Would you like to predict the future of your health?
Then you are in the majority. Health and wellness weigh heavily on the minds of Americans, according to the 2015 Food & Health Survey: Consumer Attitudes toward Food Safety, Nutrition & Health. More than 1,000 Americans ages 10 to 80 responded to the survey. Results found that 91 percent of Americans have given a great deal of thought to the healthfulness of their diet, and 94 percent have thought about the amount of physical activity they get on a daily basis. And they are taking action, with 55 percent improving their diet and an equal percentage of respondents increasing their level of physical activity.
Health insurance payers are wise to consider members’ health as well, given the business impact of chronic disease on insurance payers today. According to Centers for Disease Control, chronic diseases are responsible for 7 of 10 deaths each year, and they account for 84% of the nation’s health care costs. To substantiate that cost, another source states that Americans spend $432 billion per year to treat heart disease and stroke, $174 billion per year on diabetes, $154 billion per year on lung disease and $148 billion per year on Alzheimer’s disease.
Healthy people, however, can directly benefit insurance payers’ bottom line. A mere 1 percent increase in savings across the aforementioned four chronic diseases would free up more than $9 billion in healthcare resources that the healthcare industry could use for research, facilities and profits. If these conditions could be identified in advance, how could they be addressed and managed more effectively?
Predictive analytics can help pave the way.
Insurers and healthcare providers are gaining new insights from the influx of member data driven by the Affordable Care Act. The legislation has spurred an increase of Americans with health insurance coverage over the past two years, thereby generating a greater amount of member data to generate analytical insights. Assessing the widespread impact of health ailments today can lead to better diagnoses and early treatment while reducing costs across the board.
Most importantly, this information can help improve members’ quality of life. Equipped with knowledge from predictive analytics, insurers can better engage with those members on wellness and prevention early in the customer lifecycle. They can build a stronger relationship from the get-go, fostering loyalty and improving member retention.
And using advanced analytics, reshaping members’ future might not be as far-fetched as it may seem. Innovative health insurance plans are aggregating member data, analyzing it, and discovering trends that empower members with information to make better choices down the road.
While it may take another one to three years for this data to mature, it has already started to yield insights that insurers could not access previously. This insight is valuable because it allows them to predict segments of the population who are most susceptible to chronic diseases, as well as those who are at the greatest risk of developing them.

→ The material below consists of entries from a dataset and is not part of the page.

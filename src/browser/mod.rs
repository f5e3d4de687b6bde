pub mod capabilities;
pub mod driver;
pub mod launcher;
pub mod session;

pub use capabilities::{Capability, CapabilityPreset};
pub use driver::{ClickMethod, ClickOutcome, Connector, ElementState, PageDriver, Session};
pub use session::{CdpPage, LocalConnector, VendorConnector};
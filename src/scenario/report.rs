use anyhow::{Context, Result};
use serde::Serialize;
use std::path::Path;

/// Result of one verification point.
#[derive(Debug, Clone, PartialEq, Eq, Serialize)]
pub struct AssertionOutcome {
    pub check: String,
    pub passed: bool,
    pub detail: String,
}

impl AssertionOutcome {
    pub fn pass(check: impl Into<String>, detail: impl Into<String>) -> Self {
        Self::expect(check, true, detail)
    }

    pub fn fail(check: impl Into<String>, detail: impl Into<String>) -> Self {
        Self::expect(check, false, detail)
    }

    pub fn expect(check: impl Into<String>, passed: bool, detail: impl Into<String>) -> Self {
        Self {
            check: check.into(),
            passed,
            detail: detail.into(),
        }
    }
}

/// Every outcome of one scenario execution.
#[derive(Debug, Clone, Serialize)]
pub struct ScenarioReport {
    pub capability: String,
    pub outcomes: Vec<AssertionOutcome>,
    /// The step error that ended the run early, if any.
    #[serde(skip_serializing_if = "Option::is_none")]
    pub error: Option<String>,
}

impl ScenarioReport {
    pub fn new(capability: impl Into<String>) -> Self {
        Self {
            capability: capability.into(),
            outcomes: Vec::new(),
            error: None,
        }
    }

    pub fn record(&mut self, outcome: AssertionOutcome) {
        if outcome.passed {
            tracing::info!("PASS {}: {}", outcome.check, outcome.detail);
        } else {
            tracing::warn!("FAIL {}: {}", outcome.check, outcome.detail);
        }
        self.outcomes.push(outcome);
    }

    /// An empty or aborted report does not pass.
    pub fn passed(&self) -> bool {
        self.error.is_none()
            && !self.outcomes.is_empty()
            && self.outcomes.iter().all(|o| o.passed)
    }

    pub fn failures(&self) -> impl Iterator<Item = &AssertionOutcome> {
        self.outcomes.iter().filter(|o| !o.passed)
    }

    pub async fn write_json(&self, path: &Path) -> Result<()> {
        let json = serde_json::to_string_pretty(self)?;
        tokio::fs::write(path, json)
            .await
            .with_context(|| format!("Failed to write report to {}", path.display()))
    }
}
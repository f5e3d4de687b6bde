use crate::browser::PageDriver;
use crate::error::Result;
use crate::interaction::click::activate;
use crate::interaction::wait::{wait_ready, PhaseTimeouts};
use crate::selectors::Locator;

/// Put `value` into `control`.
///
/// Native inputs get the value set directly. Anything else is treated as a
/// composite dropdown: it is opened by activating it, then `option` (the
/// entry showing `value`) is activated.
pub async fn choose_value(
    driver: &dyn PageDriver,
    control: &Locator,
    option: &Locator,
    value: &str,
    phases: &PhaseTimeouts,
) -> Result<()> {
    let state = wait_ready(driver, control, phases).await?;

    if state.is_native_input() {
        driver.fill(control, value).await?;
        tracing::info!("Set {} directly", control);
        return Ok(());
    }

    activate(driver, control, phases).await?;
    tracing::debug!("Opened dropdown {}", control);
    activate(driver, option, phases).await?;
    tracing::info!("Selected option for {} from dropdown", control);
    Ok(())
}
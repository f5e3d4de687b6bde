pub mod browser;
pub mod config;
pub mod error;
pub mod interaction;
pub mod scenario;
pub mod selectors;

pub use error::{Result, ScenarioError};
use anyhow::Result;
use async_trait::async_trait;
use serde::{Deserialize, Serialize};

use super::capabilities::Capability;
use crate::config::Credentials;
use crate::selectors::Locator;

/// Snapshot of an element at the moment it was probed.
#[derive(Debug, Clone, Default, PartialEq, Eq, Serialize, Deserialize)]
#[serde(default)]
pub struct ElementState {
    pub present: bool,
    pub visible: bool,
    pub enabled: bool,
    pub checked: bool,
    pub tag: Option<String>,
}

impl ElementState {
    pub fn absent() -> Self {
        Self::default()
    }

    /// Native form controls accept a value directly; anything else is
    /// treated as a composite widget that has to be opened and picked from.
    pub fn is_native_input(&self) -> bool {
        matches!(
            self.tag.as_deref(),
            Some("input") | Some("textarea") | Some("select")
        )
    }
}

#[derive(Debug, Clone, Copy, PartialEq, Eq, Serialize)]
#[serde(rename_all = "snake_case")]
pub enum ClickMethod {
    /// Real pointer events at the element's center.
    Pointer,
    /// `HTMLElement.click()` from script, bypassing hit testing.
    Direct,
}

#[derive(Debug, Clone, Copy, PartialEq, Eq)]
pub enum ClickOutcome {
    Activated,
    /// Another element sits on top of the target's center point.
    Obscured,
    /// The element disappeared between locating and clicking.
    Detached,
}

/// The operations the scenario needs from one browser page.
#[async_trait]
pub trait PageDriver: Send + Sync {
    async fn goto(&self, url: &str) -> Result<()>;

    async fn current_url(&self) -> Result<String>;

    async fn probe(&self, locator: &Locator) -> Result<ElementState>;

    async fn click(&self, locator: &Locator, method: ClickMethod) -> Result<ClickOutcome>;

    /// Set the value of a native input and fire `input`/`change`.
    async fn fill(&self, locator: &Locator, value: &str) -> Result<()>;

    /// Trimmed text content of every element matching `locator`.
    async fn texts(&self, locator: &Locator) -> Result<Vec<String>>;

    async fn text(&self, locator: &Locator) -> Result<Option<String>> {
        Ok(self.texts(locator).await?.into_iter().next())
    }

    async fn page_source(&self) -> Result<String>;

    /// PNG bytes of the current viewport.
    async fn screenshot(&self) -> Result<Vec<u8>>;

    async fn close(&self) -> Result<()>;
}

/// Opens pages in the environment a capability describes.
#[async_trait]
pub trait Connector: Send + Sync {
    /// Whether vendor credentials are needed to connect.
    fn requires_credentials(&self) -> bool {
        true
    }

    async fn connect(
        &self,
        capability: &Capability,
        credentials: Option<&Credentials>,
    ) -> Result<Box<dyn PageDriver>>;
}

/// One live browser session, closed exactly once.
pub struct Session {
    driver: Box<dyn PageDriver>,
    capability: String,
    closed: bool,
}

impl std::fmt::Debug for Session {
    fn fmt(&self, f: &mut std::fmt::Formatter<'_>) -> std::fmt::Result {
        f.debug_struct("Session")
            .field("capability", &self.capability)
            .field("closed", &self.closed)
            .finish_non_exhaustive()
    }
}

impl Session {
    pub fn new(driver: Box<dyn PageDriver>, capability: impl Into<String>) -> Self {
        Self {
            driver,
            capability: capability.into(),
            closed: false,
        }
    }

    pub fn driver(&self) -> &dyn PageDriver {
        self.driver.as_ref()
    }

    pub fn capability(&self) -> &str {
        &self.capability
    }

    pub fn is_closed(&self) -> bool {
        self.closed
    }

    /// Close the underlying browser. Later calls are no-ops.
    ///
    /// The session counts as closed even when the driver reports an error,
    /// so a failed close is never retried.
    pub async fn close(&mut self) -> Result<()> {
        if self.closed {
            tracing::debug!("Session for {} already closed", self.capability);
            return Ok(());
        }
        self.closed = true;
        tracing::info!("Closing browser session ({})", self.capability);
        self.driver.close().await
    }
}
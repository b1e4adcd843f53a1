//! CLI configuration module.
//!
//! Configuration is loaded from environment variables; command-line flags are
//! layered on top in `main`.
//!
//! | Variable             | Meaning                          | Default |
//! |----------------------|----------------------------------|---------|
//! | `ADAD_SEPARATOR`     | inter-group separator            | `" و "` |
//! | `ADAD_SHOW_NEGATIVE` | prefix negatives with "منفی"     | `true`  |
//! | `ADAD_SHOW_DECIMAL`  | spell the fractional part        | `true`  |
//! | `ADAD_LOG`           | tracing filter directive         | `warn`  |

use std::env;

use adad_core::OptionOverrides;

pub const ENV_SEPARATOR: &str = "ADAD_SEPARATOR";
pub const ENV_SHOW_NEGATIVE: &str = "ADAD_SHOW_NEGATIVE";
pub const ENV_SHOW_DECIMAL: &str = "ADAD_SHOW_DECIMAL";
pub const ENV_LOG: &str = "ADAD_LOG";

/// Settings read from the environment.
#[derive(Debug, Clone, Default, PartialEq, Eq)]
pub struct CliConfig {
    /// Conversion options set through the environment. Unset variables stay
    /// `None` so flags and library defaults can fill them.
    pub overrides: OptionOverrides,

    /// Raw `ADAD_LOG` directive, if any.
    pub log_filter: Option<String>,
}

impl CliConfig {
    /// Load configuration from environment variables.
    pub fn load() -> Result<Self, ConfigError> {
        Self::load_from(|key| env::var(key).ok())
    }

    /// Load configuration through an arbitrary lookup (used by tests).
    pub fn load_from(lookup: impl Fn(&str) -> Option<String>) -> Result<Self, ConfigError> {
        let show_negative = lookup(ENV_SHOW_NEGATIVE)
            .map(|v| parse_bool(ENV_SHOW_NEGATIVE, &v))
            .transpose()?;
        let show_decimal = lookup(ENV_SHOW_DECIMAL)
            .map(|v| parse_bool(ENV_SHOW_DECIMAL, &v))
            .transpose()?;

        Ok(CliConfig {
            overrides: OptionOverrides {
                separator: lookup(ENV_SEPARATOR),
                show_negative,
                show_decimal,
            },
            log_filter: lookup(ENV_LOG).filter(|v| !v.trim().is_empty()),
        })
    }
}

fn parse_bool(key: &str, value: &str) -> Result<bool, ConfigError> {
    match value.trim().to_lowercase().as_str() {
        "true" | "1" | "yes" | "on" => Ok(true),
        "false" | "0" | "no" | "off" => Ok(false),
        _ => Err(ConfigError::InvalidValue {
            key: key.to_string(),
            value: value.to_string(),
        }),
    }
}

/// Configuration error types.
#[derive(Debug, thiserror::Error)]
pub enum ConfigError {
    #[error("Invalid value for {key}: '{value}' (expected true or false)")]
    InvalidValue { key: String, value: String },

    #[error("Invalid log filter '{directive}': {reason}")]
    InvalidLogFilter { directive: String, reason: String },
}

Managing the member experience by gaining analytical insights is critical for payers as the health insurance marketplace becomes more competitive every year. Adding value with personalization helps insurance providers create meaningful relationships with members, fostering an environment where customer loyalty can thrive. As a win/win for members and insurance providers, it pays to be proactive with wellness programs spurring long-term health, informed by better insight into member health across a number of corresponding factors.
Predictive analytics are so on-point, compared to typical analytics, for two reasons: they make predictions for individuals rather than groups, and they do not rely on the typical bell-shaped curve. Using prediction modeling techniques such as artificial intelligence, predictive analytics create a profile or algorithm based on historical data from other individuals.
Predictive analytics allow insurance payers to identify at-risk members well before the onset of disease and recommend a course of action. With this insight and guidance, members can make lifestyle changes to prevent diseases, rather than ending up burdened with the stress and expense of disease once it is too late.
And it is highly likely this will cause a desirable ripple effect. As lifestyles change, the percentage of the population afflicted with chronic diseases could drop, resulting in medical cost savings.
Payers, hospitals and employers stand to benefit in partnerships, as well. Working in tandem with insurance providers, hospitals and employers can synchronize databases to build health insurance plans tailored to realistic needs. Employers could also use predictive analytics to review insurance providers with laser focus on which plans offer products most well suited to their needs. The models for both of the aforementioned types of plans would incorporate specific business characteristics. Metrics such as the number of times the average employee makes an appointment with their primary physician would play a critical role in these models.
While this all may seem far-fetched and futuristic, it is already a reality for some organizations. Predictive analytics gives insurance payers a very real, very tangible crystal ball to predict the future of members’ health issues and arm members with prevention methods to drive healthy business.